# Gyeon Wet Coat vs AF Aqua Coat vs Beadjuice



## sm81 (May 14, 2011)

Which one you prefer and why? Are there any durability differences?


----------



## davies20 (Feb 22, 2009)

Interested to see peoples responses to this


----------



## macca666 (Mar 30, 2010)

I've used Wetcoat and bead juice and was with a mate when we did his car with aqua coat.

In my opinion Wetcoat and Beadjuice have me similar results and durabity. I would choose bead juice as it works out a bit cheaper and it can also be applied dry which i don't think Wetcoat can.

Aquacoat i dont rate and initial results werent as good as the other two.

I am thinking though of trying Wetcoat concentrate meaning I can choose my dilution rate to see how that goes.


----------



## sm81 (May 14, 2011)

What kind of durability you are achieving?


----------



## Tim662 (Aug 19, 2014)

I've used wetcoat and beadjuice on my wheels and found that beadjuice gave more protection in that brake dust could be very nearly totally removed with the pressure washer. 

Opposite effect with wetcoat, brake dust was quite clingy with that on. Was topping up both each wash so no idea on durability.


----------



## Citygo (Jan 13, 2014)

Bead juice for me. Lasted longer and dry application for days when you have that little bit more time.


----------



## Yellow Dave (Apr 5, 2011)

I've used beadjuicd, wetcoat and Carpro hydr02 lite. 

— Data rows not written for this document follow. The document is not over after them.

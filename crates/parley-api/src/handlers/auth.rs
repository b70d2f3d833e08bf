//! Auth handlers: sign-up, sign-in, logout, profile.

use axum::Json;
use axum::extract::State;
use axum::extract::multipart::{Multipart, MultipartRejection};
use axum::http::header::SET_COOKIE;
use axum::response::{IntoResponse, Response};

use parley_core::config::AppConfig;
use parley_core::error::AppError;
use parley_entity::user::User;

use crate::dto::request::{SignInRequest, SignUpRequest};
use crate::dto::response::ApiResponse;
use crate::error::ApiError;
use crate::extractors::{AuthUser, JsonBody, MaybeAuthUser, UploadForm};
use crate::state::AppState;

/// `Set-Cookie` value carrying the session token.
///
/// `Secure` is dropped and `SameSite` relaxed to `Lax` only in development.
pub fn session_cookie(config: &AppConfig, token: &str, max_age_seconds: u64) -> String {
    let (same_site, secure) = if config.server.is_development() {
        ("Lax", "")
    } else {
        ("Strict", "; Secure")
    };
    format!(
        "{}={}; Path=/; HttpOnly; Max-Age={}; SameSite={}{}",
        config.auth.cookie_name, token, max_age_seconds, same_site, secure
    )
}

/// `Set-Cookie` value that removes the session cookie.
pub fn cleared_session_cookie(config: &AppConfig) -> String {
    session_cookie(config, "", 0)
}

fn session_max_age(config: &AppConfig) -> u64 {
    config.auth.token_ttl_days * 24 * 60 * 60
}

/// POST /api/auth/signup
pub async fn sign_up(
    State(state): State<AppState>,
    MaybeAuthUser(current): MaybeAuthUser,
    JsonBody(req): JsonBody<SignUpRequest>,
) -> Result<impl IntoResponse, ApiError> {
    if current.is_some() {
        return Err(AppError::validation("User is already logged in and cannot sign up again").into());
    }

    let session = state.accounts.sign_up(req).await?;
    let cookie = session_cookie(&state.config, &session.token.token, session_max_age(&state.config));

    Ok((
        [(SET_COOKIE, cookie)],
        Json(ApiResponse::ok("Sign up successful", session.user)),
    ))
}

/// POST /api/auth/signin
pub async fn sign_in(
    State(state): State<AppState>,
    MaybeAuthUser(current): MaybeAuthUser,
    JsonBody(req): JsonBody<SignInRequest>,
) -> Result<impl IntoResponse, ApiError> {
    if current.is_some() {
        return Err(AppError::validation("User is already logged in and cannot sign in again").into());
    }

    let session = state.accounts.sign_in(req).await?;
    let cookie = session_cookie(&state.config, &session.token.token, session_max_age(&state.config));

    Ok((
        [(SET_COOKIE, cookie)],
        Json(ApiResponse::ok("Sign in successful", session.user)),
    ))
}

/// DELETE /api/auth/logout
pub async fn logout(State(state): State<AppState>) -> impl IntoResponse {
    (
        [(SET_COOKIE, cleared_session_cookie(&state.config))],
        Json(ApiResponse::message("Logged out successfully")),
    )
}

/// GET /api/auth/get-user
///
/// A request without a valid session also has its cookie cleared.
pub async fn get_user(
    State(state): State<AppState>,
    MaybeAuthUser(current): MaybeAuthUser,
) -> Response {
    let Some(ctx) = current else {
        let err = ApiError(AppError::authentication(
            "User is not logged in and cannot get user profile",
        ));
        return ([(SET_COOKIE, cleared_session_cookie(&state.config))], err).into_response();
    };

    match state.accounts.profile(&ctx).await {
        Ok(user) => Json(ApiResponse::ok("User profile fetched successfully", user)).into_response(),
        Err(e) => ApiError(e).into_response(),
    }
}

/// PUT /api/auth/update-user (multipart, field `profilePicture`)
pub async fn update_user(
    State(state): State<AppState>,
    auth: AuthUser,
    multipart: Result<Multipart, MultipartRejection>,
) -> Result<Json<ApiResponse<User>>, ApiError> {
    let upload = match multipart {
        Ok(multipart) => UploadForm::collect(multipart).await?.take_file("profilePicture"),
        Err(_) => None,
    };

    let user = state.accounts.update_profile_picture(&auth, upload).await?;
    Ok(Json(ApiResponse::ok("Profile picture updated successfully", user)))
}

#[cfg(test)]
mod tests {
    use super::*;

    #[test]
    fn test_cookie_attributes_follow_environment() {
        let mut config = AppConfig::default();
        config.server.environment = "production".into();
        assert_eq!(
            session_cookie(&config, "tok", 604800),
            "jwt=tok; Path=/; HttpOnly; Max-Age=604800; SameSite=Strict; Secure"
        );

        config.server.environment = "development".into();
        assert_eq!(
            cleared_session_cookie(&config),
            "jwt=; Path=/; HttpOnly; Max-Age=0; SameSite=Lax"
        );
    }
}
//! JSON body extractor with the API's error shape.

use axum::Json;
use axum::extract::rejection::JsonRejection;
use axum::extract::{FromRequest, Request};
use serde::de::DeserializeOwned;

use parley_core::error::AppError;

use crate::error::ApiError;

/// `Json<T>` whose rejections are reported as `VALIDATION_ERROR` bodies.
#[derive(Debug, Clone)]
pub struct JsonBody<T>(pub T);

impl<S, T> FromRequest<S> for JsonBody<T>
where
    T: DeserializeOwned,
    S: Send + Sync,
{
    type Rejection = ApiError;

    async fn from_request(req: Request, state: &S) -> Result<Self, Self::Rejection> {
        match Json::<T>::from_request(req, state).await {
            Ok(Json(value)) => Ok(JsonBody(value)),
            Err(JsonRejection::MissingJsonContentType(_)) => Err(AppError::validation(
                "Expected a request with Content-Type: application/json",
            )
            .into()),
            Err(rejection) => {
                tracing::debug!(error = %rejection.body_text(), "Rejected JSON body");
                Err(AppError::validation("The JSON payload is malformed").into())
            }
        }
    }
}
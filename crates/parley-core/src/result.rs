//! Convenience result type alias for Parley.

use crate::error::AppError;

/// A specialized `Result` type for Parley operations.
///
/// This is defined as a convenience so that every crate does not need to
/// write `Result<T, AppError>` explicitly.
pub type AppResult<T> = Result<T, AppError>;
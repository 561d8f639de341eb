//! Command-line schedule generator.
//!
//! Loads a term catalog JSON file into an in-memory catalog, runs the
//! generation engine, and prints every valid schedule.
//!
//! Usage:
//!   generate_schedules <catalog.json> <locked-ids> [optional-ids] [count] [--json]
//!
//! Course id lists are comma-separated; pass `-` for an empty list.

use anyhow::{Context, Result};
use std::path::Path;

use planner_rust::catalog::CachingProvider;
use planner_rust::io::CatalogLoader;
use planner_rust::models::{weekday, CourseId, Schedule};
use planner_rust::services::{generate_schedules, GenerationRequest};
use planner_rust::EngineConfig;

fn parse_course_ids(arg: &str) -> Vec<CourseId> {
    if arg == "-" {
        return Vec::new();
    }
    arg.split(',')
        .map(str::trim)
        .filter(|s| !s.is_empty())
        .map(CourseId::from)
        .collect()
}

fn print_schedule(index: usize, schedule: &Schedule) {
    println!("Schedule {} [{}]", index + 1, &schedule.fingerprint()[..12]);
    for section in &schedule.sections {
        let meetings = if section.is_asynchronous() {
            "asynchronous".to_string()
        } else {
            section
                .meeting_times
                .iter()
                .map(|m| {
                    let days: String = m
                        .days
                        .iter()
                        .filter_map(|&d| weekday(d))
                        .map(|w| w.to_string())
                        .collect::<Vec<_>>()
                        .join("/");
                    format!("{} {:04}-{:04}", days, m.start_time, m.end_time)
                })
                .collect::<Vec<_>>()
                .join(", ")
        };
        println!(
            "  {} {} ({}) {}",
            section.crn,
            section.course_id,
            section.faculty.join(", "),
            meetings
        );
    }
}

#[tokio::main]
async fn main() -> Result<()> {
    let args: Vec<String> = std::env::args().collect();
    let json_output = args.iter().any(|a| a == "--json");
    let positional: Vec<&String> = args[1..].iter().filter(|a| *a != "--json").collect();

    if positional.len() < 2 {
        eprintln!(
            "usage: generate_schedules <catalog.json> <locked-ids> [optional-ids] [count] [--json]"
        );
        std::process::exit(2);
    }

    let catalog_path = Path::new(positional[0].as_str());
    let locked = parse_course_ids(positional[1]);
    let optional = positional
        .get(2)
        .map(|s| parse_course_ids(s))
        .unwrap_or_default();
    let target_count = positional
        .get(3)
        .map(|s| s.parse::<usize>().context("count must be an integer"))
        .transpose()?;

    let config = match std::env::var("PLANNER_CONFIG") {
        Ok(path) => EngineConfig::from_file(Path::new(&path))?,
        Err(_) => EngineConfig::default(),
    };

    let catalog = CatalogLoader::load_into_catalog(catalog_path)?;
    let provider = CachingProvider::new(catalog);

    let request = GenerationRequest {
        locked,
        optional,
        target_count,
    };
    let outcome = generate_schedules(&provider, &request, &config).await?;

    if json_output {
        println!("{}", serde_json::to_string_pretty(&outcome)?);
        return Ok(());
    }

    for (index, schedule) in outcome.schedules.iter().enumerate() {
        print_schedule(index, schedule);
        println!();
    }
    println!("{} schedules", outcome.schedules.len());
    if !outcome.status.is_complete() {
        eprintln!("warning: search truncated; result set may be incomplete");
    }
    Ok(())
}
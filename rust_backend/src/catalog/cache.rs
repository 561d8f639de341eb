//! Request-scoped section cache.
//!
//! The engine never keeps hidden global caches; callers that want to avoid
//! re-fetching a course within one request wrap their provider in a
//! [`CachingProvider`] and drop it when the request ends. Concurrent
//! generation calls each own their wrapper, so there is no cross-call
//! interference to reason about.

use async_trait::async_trait;
use std::collections::HashMap;
use std::sync::RwLock;

use super::error::CatalogResult;
use super::provider::SectionProvider;
use crate::models::{CourseId, Section};

/// Memoizing wrapper over any [`SectionProvider`].
///
/// Successful fetches are cached by course id; failures are not, so a
/// transient provider error does not poison the request. Health checks pass
/// straight through.
pub struct CachingProvider<P> {
    inner: P,
    cache: RwLock<HashMap<CourseId, Vec<Section>>>,
}

impl<P> CachingProvider<P> {
    pub fn new(inner: P) -> Self {
        Self {
            inner,
            cache: RwLock::new(HashMap::new()),
        }
    }

    /// Number of courses currently held in the cache.
    pub fn cached_courses(&self) -> usize {
        self.cache.read().unwrap().len()
    }

    /// Unwrap back into the inner provider.
    pub fn into_inner(self) -> P {
        self.inner
    }
}

#[async_trait]
impl<P: SectionProvider> SectionProvider for CachingProvider<P> {
    async fn health_check(&self) -> CatalogResult<bool> {
        self.inner.health_check().await
    }

    async fn fetch_sections(&self, course_id: &CourseId) -> CatalogResult<Vec<Section>> {
        if let Some(sections) = self.cache.read().unwrap().get(course_id) {
            return Ok(sections.clone());
        }
        let sections = self.inner.fetch_sections(course_id).await?;
        self.cache
            .write()
            .unwrap()
            .insert(course_id.clone(), sections.clone());
        Ok(sections)
    }
}
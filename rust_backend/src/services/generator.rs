//! Schedule generation orchestration.
//!
//! The orchestrator is the only place where I/O and the pure search meet:
//! it resolves course identifiers to section lists through a
//! [`SectionProvider`], encodes every section's occupancy mask up front,
//! and dispatches to the locked-combination and optional-expansion
//! searches. Each call operates on freshly fetched data and its own budget,
//! so concurrent calls never interfere.

use futures::future::try_join_all;
use log::{info, warn};
use serde::{Deserialize, Serialize};
use std::collections::HashMap;

use crate::algorithms::{
    expand_optional, generate_locked_combinations, SearchBudget, SearchStatus, SectionCandidate,
    WeekMask,
};
use crate::catalog::{CatalogError, SectionProvider};
use crate::config::EngineConfig;
use crate::error::EngineError;
use crate::models::{CourseId, CourseSlot, Schedule, SectionId};

/// One schedule generation request.
///
/// Locked courses must each contribute exactly one section to every
/// returned schedule; optional courses contribute zero or one. When
/// `target_count` is set, only schedules of exactly that many sections are
/// returned; otherwise all locked courses plus any subset of the optional
/// courses is an acceptable length.
#[derive(Debug, Clone, Serialize, Deserialize)]
pub struct GenerationRequest {
    pub locked: Vec<CourseId>,
    pub optional: Vec<CourseId>,
    #[serde(default)]
    pub target_count: Option<usize>,
}

/// Result of one generation call.
#[derive(Debug, Clone, Serialize)]
pub struct GenerationOutcome {
    /// Every valid schedule found. The order carries no meaning.
    pub schedules: Vec<Schedule>,
    /// Whether the search ran to completion or hit a configured bound.
    pub status: SearchStatus,
}

/// Generate every valid schedule for a request.
///
/// All course fetches are issued concurrently; the search starts once every
/// fetch has resolved. A provider failure aborts the whole call — it is not
/// the same thing as a course with zero sections, which merely produces an
/// empty product. A malformed meeting time anywhere in the fetched data
/// aborts the call before any searching.
///
/// # Arguments
/// * `provider` - Source of section data for the active term
/// * `request` - Locked/optional course ids and optional target count
/// * `config` - Search bounds
///
/// # Returns
/// * `Ok(GenerationOutcome)` - schedules plus completion status
/// * `Err(EngineError)` - provider failure, malformed data
pub async fn generate_schedules<P: SectionProvider>(
    provider: &P,
    request: &GenerationRequest,
    config: &EngineConfig,
) -> Result<GenerationOutcome, EngineError> {
    let (locked_slots, optional_slots) = futures::try_join!(
        fetch_slots(provider, &request.locked),
        fetch_slots(provider, &request.optional),
    )?;
    info!(
        "fetched sections for {} locked and {} optional courses",
        locked_slots.len(),
        optional_slots.len()
    );

    let locked_candidates = encode_slots(&locked_slots)?;
    let optional_candidates = encode_slots(&optional_slots)?;

    let mut budget = SearchBudget::new(config.search.max_iterations);

    let mut schedules = if request.optional.is_empty() {
        let locked = generate_locked_combinations(&locked_candidates, &mut budget);
        match request.target_count {
            Some(target) => locked.into_iter().filter(|s| s.len() == target).collect(),
            None => locked,
        }
    } else if request.locked.is_empty() {
        expand_optional(&[], &optional_candidates, request.target_count, &mut budget)
    } else {
        let locked = generate_locked_combinations(&locked_candidates, &mut budget);
        let mask_index: HashMap<SectionId, WeekMask> = locked_candidates
            .iter()
            .flatten()
            .map(|c| (c.section.crn, c.mask))
            .collect();

        let mut expanded = Vec::new();
        for base in &locked {
            // A base already longer than the target can never shrink.
            if request.target_count.is_some_and(|target| base.len() > target) {
                continue;
            }
            let base_candidates: Vec<SectionCandidate> = base
                .sections
                .iter()
                .map(|s| SectionCandidate {
                    section: s.clone(),
                    mask: mask_index[&s.crn],
                })
                .collect();
            expanded.extend(expand_optional(
                &base_candidates,
                &optional_candidates,
                request.target_count,
                &mut budget,
            ));
        }
        expanded
    };

    let mut truncated = budget.is_exhausted();
    if schedules.len() > config.search.max_schedules {
        schedules.truncate(config.search.max_schedules);
        truncated = true;
    }

    let status = if truncated {
        warn!(
            "schedule search truncated after {} iterations; returning {} schedules",
            budget.used(),
            schedules.len()
        );
        SearchStatus::Truncated {
            iterations: budget.used(),
        }
    } else {
        SearchStatus::Complete
    };

    info!(
        "generated {} schedules in {} iterations",
        schedules.len(),
        budget.used()
    );
    Ok(GenerationOutcome { schedules, status })
}

/// Fetch one slot per course id, all fetches in flight at once.
async fn fetch_slots<P: SectionProvider>(
    provider: &P,
    course_ids: &[CourseId],
) -> Result<Vec<CourseSlot>, EngineError> {
    let slots = try_join_all(course_ids.iter().map(|course_id| async move {
        let sections = provider.fetch_sections(course_id).await?;
        Ok::<_, CatalogError>(CourseSlot::new(course_id.clone(), sections))
    }))
    .await?;
    Ok(slots)
}

fn encode_slots(slots: &[CourseSlot]) -> Result<Vec<Vec<SectionCandidate>>, EngineError> {
    slots
        .iter()
        .map(|slot| {
            slot.sections
                .iter()
                .cloned()
                .map(SectionCandidate::new)
                .collect()
        })
        .collect()
}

Not sure on durability as they're typically used through winter and regularly topped up. But for water behaviour I would marginally say wetcoat performs better. Ease of application would be beadjuice.


----------



## bluechimp (Dec 21, 2017)

I have only tried Bead Juice but it is superb, I have always done it via the wet application because it is so easy and the water behaviour and the beads are awesome.

I reckon you could easily get a month out of it, but I alternate two weekly between Bead Juice and Sonax BSD, as they are sat on top of BH DSW (over winter). I guess that makes it harder to tell which product is still working. The Bead Juice will more than likely go away after winter.

I’m interested to see that people apply it dry, a friend of mine uses it and for the first time he tried it, he did a dry application and struggled to get it off, so it put me off and i’ve only done it wet. Must go back and try it.

Sounds like a good excuse too get all three and try them out


----------



## Yellow Dave (Apr 5, 2011)

I've applied hydr02 lite very the dry method. Applied it like any generic spray sealant or QD. Sprayed on the panel and spread with a MF. A separate MF to remove. No issues at all


----------



## macca666 (Mar 30, 2010)

sm81 said:


> What kind of durability you are achieving?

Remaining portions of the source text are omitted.